Royston Sully

Personal information
- Full name: Royston Cyril John Sully
- Born: 10 April 1951 (age 75) Taunton, Somerset, England
- Batting: Right-handed
- Bowling: Right-arm medium

Domestic team information
- 1985: Somerset

Career statistics
| Competition | List A |
| Matches | 1 |
| Runs scored | 2 |
| Batting average | 2.00 |
| 100s/50s | 0/0 |
| Top score | 2 |
| Balls bowled | 12 |
| Wickets | 0 |
| Bowling average | – |
| 5 wickets in innings | – |
| 10 wickets in match | – |
| Best bowling | – |
| Catches/stumpings | 0/– |
- Source: CricketArchive, 22 December 2015

= Royston Sully =

English cricketer (born 1951)

Royston Cyril John Sully (born 10 April 1951), played one List A Cricket match for Somerset in the 1985 season.

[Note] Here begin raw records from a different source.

//! Two-pass stream decoding
//!
//! [`scan`] walks the stream against the schema without touching any
//! instance; only a stream that scans cleanly is handed to [`apply`],
//! which writes into the destination graph.
//!
//! Every kind encodes to at least one byte, so a count is bounded by the
//! bytes left in the stream before any element is read.

use std::collections::HashSet;
use std::mem;
use std::sync::Arc;
use std::vec;

use log::trace;

use crate::error::{ChunkSchemaError, Result};
use crate::schema::{FieldDescriptor, FieldKind, SchemaCatalog, SchemaId};
use crate::value::{ObjectGraph, ObjectId, Value};

use super::io::ByteSource;

/// Upper bound on list capacity reserved before elements are read
const MAX_PREALLOC: usize = 4096;

enum ScanFrame<'c> {
    Fields {
        fields: &'c [FieldDescriptor],
        next: usize,
    },
    Repeat {
        element: &'c FieldKind,
        remaining: u32,
    },
}

/// Check that `source` holds one complete, well-formed encoding of `schema`
pub(crate) fn scan<S: ByteSource>(
    catalog: &SchemaCatalog,
    schema: SchemaId,
    source: &mut S,
) -> Result<()> {
    let mut stack = vec![ScanFrame::Fields {
        fields: catalog.fields(schema)?,
        next: 0,
    }];

    while let Some(top) = stack.last_mut() {
        let kind: &FieldKind = match top {
            ScanFrame::Fields { fields, next } => {
                let fields = *fields;
                match fields.get(*next) {
                    Some(field) => {
                        *next += 1;
                        &field.kind
                    }
                    None => {
                        stack.pop();
                        continue;
                    }
                }
            }
            ScanFrame::Repeat { element, remaining } => {
                if *remaining == 0 {
                    stack.pop();
                    continue;
                }
                *remaining -= 1;
                *element
            }
        };

        match kind {
            FieldKind::Str => {
                source.read_str_bytes()?;
            }
            FieldKind::List(element) => {
                let count = source.read_count()?;
                check_room(catalog, element, count, source.remaining())?;
                stack.push(ScanFrame::Repeat {
                    element,
                    remaining: count,
                });
            }
            FieldKind::FixedArray(element, count) => stack.push(ScanFrame::Repeat {
                element,
                remaining: *count,
            }),
            FieldKind::Object(nested) => stack.push(ScanFrame::Fields {
                fields: catalog.fields(*nested)?,
                next: 0,
            }),
            primitive => {
                read_primitive(primitive, source)?;
            }
        }
    }
    Ok(())
}

/// Fail early when `count` elements cannot fit the remainder even at
/// their smallest encoding
fn check_room(catalog: &SchemaCatalog, element: &FieldKind, count: u32, remaining: usize) -> Result<()> {
    let width = catalog.min_encoded_size(element)?.max(1);
    let needed = width.saturating_mul(u64::from(count));
    if needed > remaining as u64 {
        return Err(ChunkSchemaError::truncated(
            usize::try_from(needed).unwrap_or(usize::MAX),
            remaining,
        ));
    }
    Ok(())
}

fn read_primitive<S: ByteSource>(kind: &FieldKind, source: &mut S) -> Result<Value> {
    let value = match kind {
        FieldKind::Bool => Value::Bool(source.read_bool()?),
        FieldKind::Int8 => Value::Int8(source.read_i8()?),
        FieldKind::Int16 => Value::Int16(source.read_i16()?),
        FieldKind::Int32 => Value::Int32(source.read_i32()?),
        FieldKind::Int64 => Value::Int64(source.read_i64()?),
        FieldKind::Float32 => Value::Float32(source.read_f32()?),
        FieldKind::Float64 => Value::Float64(source.read_f64()?),
        FieldKind::Char => Value::Char(source.read_char()?),
        FieldKind::Ref(_) => Value::Ref(source.read_chunk_id()?),
        other => {
            return Err(ChunkSchemaError::invalid_argument(
                "kind",
                format!("{} is not a primitive", other),
            ))
        }
    };
    Ok(value)
}

enum ApplyFrame<'c> {
    Fields {
        node: ObjectId,
        fields: &'c [FieldDescriptor],
        next: usize,
    },
    Elements {
        element: &'c FieldKind,
        total: u32,
        items: Vec<Value>,
        reuse: vec::IntoIter<Value>,
    },
}

/// Overwrite the instance at `root` with the next encoding in `source`
///
/// Nested nodes already present in the instance are reused when their
/// schema matches; lists end up with exactly the encoded element count.
/// Nodes that drop out of the instance are released back to the graph.
pub(crate) fn apply<S: ByteSource>(graph: &mut ObjectGraph, root: ObjectId, source: &mut S) -> Result<()> {
    let catalog = Arc::clone(graph.catalog());
    let schema = graph.schema_of(root)?;
    let mut claimed = HashSet::from([root]);
    let mut dropped = Vec::new();
    let mut stack = vec![ApplyFrame::Fields {
        node: root,
        fields: catalog.fields(schema)?,
        next: 0,
    }];

    while let Some(top) = stack.last_mut() {
        let (kind, template): (&FieldKind, Option<Value>) = match top {
            ApplyFrame::Fields { node, fields, next } => {
                let fields = *fields;
                let Some(field) = fields.get(*next) else {
                    stack.pop();
                    continue;
                };
                let index = *next;
                *next += 1;
                let slot = field_slot(graph, *node, index)?;
                (&field.kind, Some(mem::replace(slot, Value::Bool(false))))
            }
            ApplyFrame::Elements {
                element,
                total,
                items,
                reuse,
            } => {
                if items.len() < *total as usize {
                    (*element, reuse.next())
                } else {
                    if let Some(ApplyFrame::Elements { items, reuse, .. }) = stack.pop() {
                        dropped.extend(reuse);
                        deliver(graph, &mut stack, Value::Array(items))?;
                    }
                    continue;
                }
            }
        };

        let value = match kind {
            FieldKind::Object(nested) => {
                let id = match template {
                    Some(Value::Object(id))
                        if graph.schema_of(id).ok() == Some(*nested) && claimed.insert(id) =>
                    {
                        id
                    }
                    other => {
                        dropped.extend(other);
                        let id = graph.instantiate_validated(*nested)?;
                        claimed.insert(id);
                        id
                    }
                };
                deliver(graph, &mut stack, Value::Object(id))?;
                stack.push(ApplyFrame::Fields {
                    node: id,
                    fields: catalog.fields(*nested)?,
                    next: 0,
                });
                continue;
            }
            FieldKind::List(element) => {
                let count = source.read_count()?;
                stack.push(elements(element, count, template));
                continue;
            }
            FieldKind::FixedArray(element, count) => {
                stack.push(elements(element, *count, template));
                continue;
            }
            FieldKind::Str => Value::Str(source.read_str()?),
            primitive => read_primitive(primitive, source)?,
        };
        deliver(graph, &mut stack, value)?;
    }

    let released = graph.release(dropped, &claimed);
    if released > 0 {
        trace!("decode released {} unused nodes", released);
    }
    Ok(())
}

fn elements(element: &FieldKind, total: u32, template: Option<Value>) -> ApplyFrame<'_> {
    let reuse = match template {
        Some(Value::Array(items)) => items,
        _ => Vec::new(),
    };
    ApplyFrame::Elements {
        element,
        total,
        items: Vec::with_capacity((total as usize).min(MAX_PREALLOC)),
        reuse: reuse.into_iter(),
    }
}

fn field_slot(graph: &mut ObjectGraph, node: ObjectId, index: usize) -> Result<&mut Value> {
    graph.node_mut(node)?.fields.get_mut(index).ok_or_else(|| {
        ChunkSchemaError::invalid_argument("object", format!("{} has no field #{}", node, index))
    })
}

/// Hand a finished value to the innermost open container
fn deliver(graph: &mut ObjectGraph, stack: &mut [ApplyFrame<'_>], value: Value) -> Result<()> {
    match stack.last_mut() {
        Some(ApplyFrame::Fields { node, next, .. }) => {
            *field_slot(graph, *node, *next - 1)? = value;
            Ok(())
        }
        Some(ApplyFrame::Elements { items, .. }) => {
            items.push(value);
            Ok(())
        }
        None => Err(ChunkSchemaError::invalid_argument(
            "stream",
            "value decoded outside of any object",
        )),
    }
}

Sully, who was born at Taunton, was a right-arm medium-pace bowler and a right-handed lower order batsman who had played occasional matches for Somerset's second eleven in the Minor Counties Championship and the Second Eleven Championship from 1977, often opening the bowling and making useful lower order runs. He was brought into Somerset's first team for the Sunday League match against Glamorgan in May 1985 at Taunton. He scored two runs in Somerset's innings and bowled two overs that cost 15 runs, failing to take a wicket.